Mrs. Fell. [Without turning, and applying the lip-stick, with the aid of the little mirror in her hand-bag] Who, me?
Ritter. Yes.
Mrs. Fell. [Half-turning, and giving him a melting look] Yes;—I play a chicken. [She returns to her mirror.]
Ritter. [Casually] In the last act, I suppose. [Nelly snaps her head around and pierces him with one of her looks.]

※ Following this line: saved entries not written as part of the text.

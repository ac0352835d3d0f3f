//! Node scoring for the `score` placement policy.
//!
//! Evaluates candidates using a weighted combination of:
//! - **Load**: prefer nodes with a low 15-minute load average
//! - **Memory**: prefer nodes with more available memory
//! - **Swap**: prefer nodes with more available swap
//!
//! Scores range over `0.0..=100.0`, higher is better.

use crate::candidate::Candidate;

/// Weights for the scoring components.
#[derive(Debug, Clone)]
pub struct ScoringWeights {
    pub load: f64,
    pub mem: f64,
    pub swap: f64,
}

impl Default for ScoringWeights {
    fn default() -> Self {
        Self {
            load: 0.5,
            mem: 0.3,
            swap: 0.2,
        }
    }
}

/// Score a single candidate.
pub fn score_candidate(c: &Candidate, weights: &ScoringWeights) -> f64 {
    let load = 100.0 / (1.0 + c.load_15m.max(0.0));
    let mem = c.mem_avail.clamp(0.0, 100.0);
    let swap = c.swap_avail.clamp(0.0, 100.0);

    let total = weights.load + weights.mem + weights.swap;
    if total <= 0.0 {
        return 0.0;
    }
    (weights.load * load + weights.mem * mem + weights.swap * swap) / total
}

#[cfg(test)]
mod tests {
    use super::*;

    #[test]
    fn idle_node_scores_full() {
        let c = Candidate::new("n1", 0);
        let score = score_candidate(&c, &ScoringWeights::default());
        assert!((score - 100.0).abs() < 1e-9);
    }

    #[test]
    fn load_lowers_score() {
        let idle = Candidate::new("n1", 0);
        let mut busy = Candidate::new("n2", 1);
        busy.load_15m = 3.0;
        let weights = ScoringWeights::default();
        assert!(score_candidate(&idle, &weights) > score_candidate(&busy, &weights));
    }

    #[test]
    fn weights_select_components() {
        let mut low_mem = Candidate::new("n1", 0);
        low_mem.mem_avail = 10.0;
        low_mem.load_15m = 9.0;
        let weights = ScoringWeights {
            load: 0.0,
            mem: 1.0,
            swap: 0.0,
        };
        assert!((score_candidate(&low_mem, &weights) - 10.0).abs() < 1e-9);
    }

    #[test]
    fn zero_weights_score_zero() {
        let weights = ScoringWeights {
            load: 0.0,
            mem: 0.0,
            swap: 0.0,
        };
        assert_eq!(score_candidate(&Candidate::new("n1", 0), &weights), 0.0);
    }
}
#[cfg(test)]
mod tests {
    use super::*;
    use serde_json::json;

    #[test]
    fn global_expect_string_forms() {
        let cases = [
            ("started", GlobalExpect::Started),
            ("unprovisioned", GlobalExpect::Unprovisioned),
            (
                "placed@n2,n1",
                GlobalExpect::PlacedAt(vec!["n2".into(), "n1".into()]),
            ),
        ];
        for (s, expect) in cases {
            assert_eq!(s.parse::<GlobalExpect>().unwrap(), expect);
            assert_eq!(expect.to_string(), s);
        }
        assert!("placed@".parse::<GlobalExpect>().is_err());
        assert!("bogus".parse::<GlobalExpect>().is_err());
    }

    #[test]
    fn smon_serializes_with_string_statuses() {
        let smon = InstanceMonitor {
            status: MonitorStatus::StartFailed,
            global_expect: Some(GlobalExpect::Placed),
            ..Default::default()
        };
        let v = serde_json::to_value(&smon).unwrap();
        assert_eq!(v["status"], json!("start failed"));
        assert_eq!(v["global_expect"], json!("placed"));
        assert_eq!(v["local_expect"], json!("unset"));
    }

    #[test]
    fn node_state_tolerates_missing_sections() {
        let state: NodeState = serde_json::from_value(json!({
            "monitor": {"status": "rejoin"},
            "services": {"status": {"ns/svc/a": {"avail": "up"}}}
        }))
        .unwrap();
        assert_eq!(state.monitor.status, NodeMonitorStatus::Rejoin);
        let inst = state.instance("ns/svc/a").unwrap();
        assert_eq!(inst.avail, Avail::Up);
        assert!(inst.constraints);
        assert!(!state.is_frozen());
    }

    #[test]
    fn status_classes() {
        assert!(MonitorStatus::Starting.is_transitional());
        assert!(!MonitorStatus::Ready.is_transitional());
        assert!(MonitorStatus::StartFailed.is_failed());
        assert!(MonitorStatus::WaitLeader.is_waiting());
    }

    #[test]
    fn overload_thresholds() {
        let mut stats = NodeStats::default();
        assert!(!stats.is_overloaded());
        stats.mem_avail = 1.0;
        assert!(stats.is_overloaded());
    }
}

Mrs. Fell. No, and not in the last stages, either. [She resumes her make-up. Nelly is forever making up. But, she does know how to do it. Of course, she should, considering the years of her experience in the art. For Nelly Fell’s age amounts to an achievement; one of those attainments so absolutely undisputed that it is perfectly permissible to refer to it in any gathering. She says she’ll “soon be sixty”; but the short and simple annals of society record flutterings of the lady as far back as the first term of President Grant. And she’s still fluttering—a perennial ingenue, full of brittle moves and staccato vocalisms. She looks like a little French marquise, so chic, and twittery—and rich. For, of course, Nelly is wealthy—enormously so; it would be utterly impossible to have her hair and not have money; the feature is financial in itself; so silver-white, with a lovely bandau of small, pale-pink leaves, tipped with diamond dewdrops; all heightened tremendously by the creation in black velvet she is wearing. This gown is heavily trimmed with silver, and quite sleeveless, with two panels of the goods fastened at the waist on either side and trailing at least a yard. She has a preference for diamonds and pearls, obviously, for her ear-rings, dog-collar, bracelets and rings are all of those gems, and her long, triple-string necklace is of pearls. Altogether, Nelly is a very gorgeous little old lady—from the topmost ringlet of her aristocratic hair, to the pearl buckles on her tiny black-velvet slippers.]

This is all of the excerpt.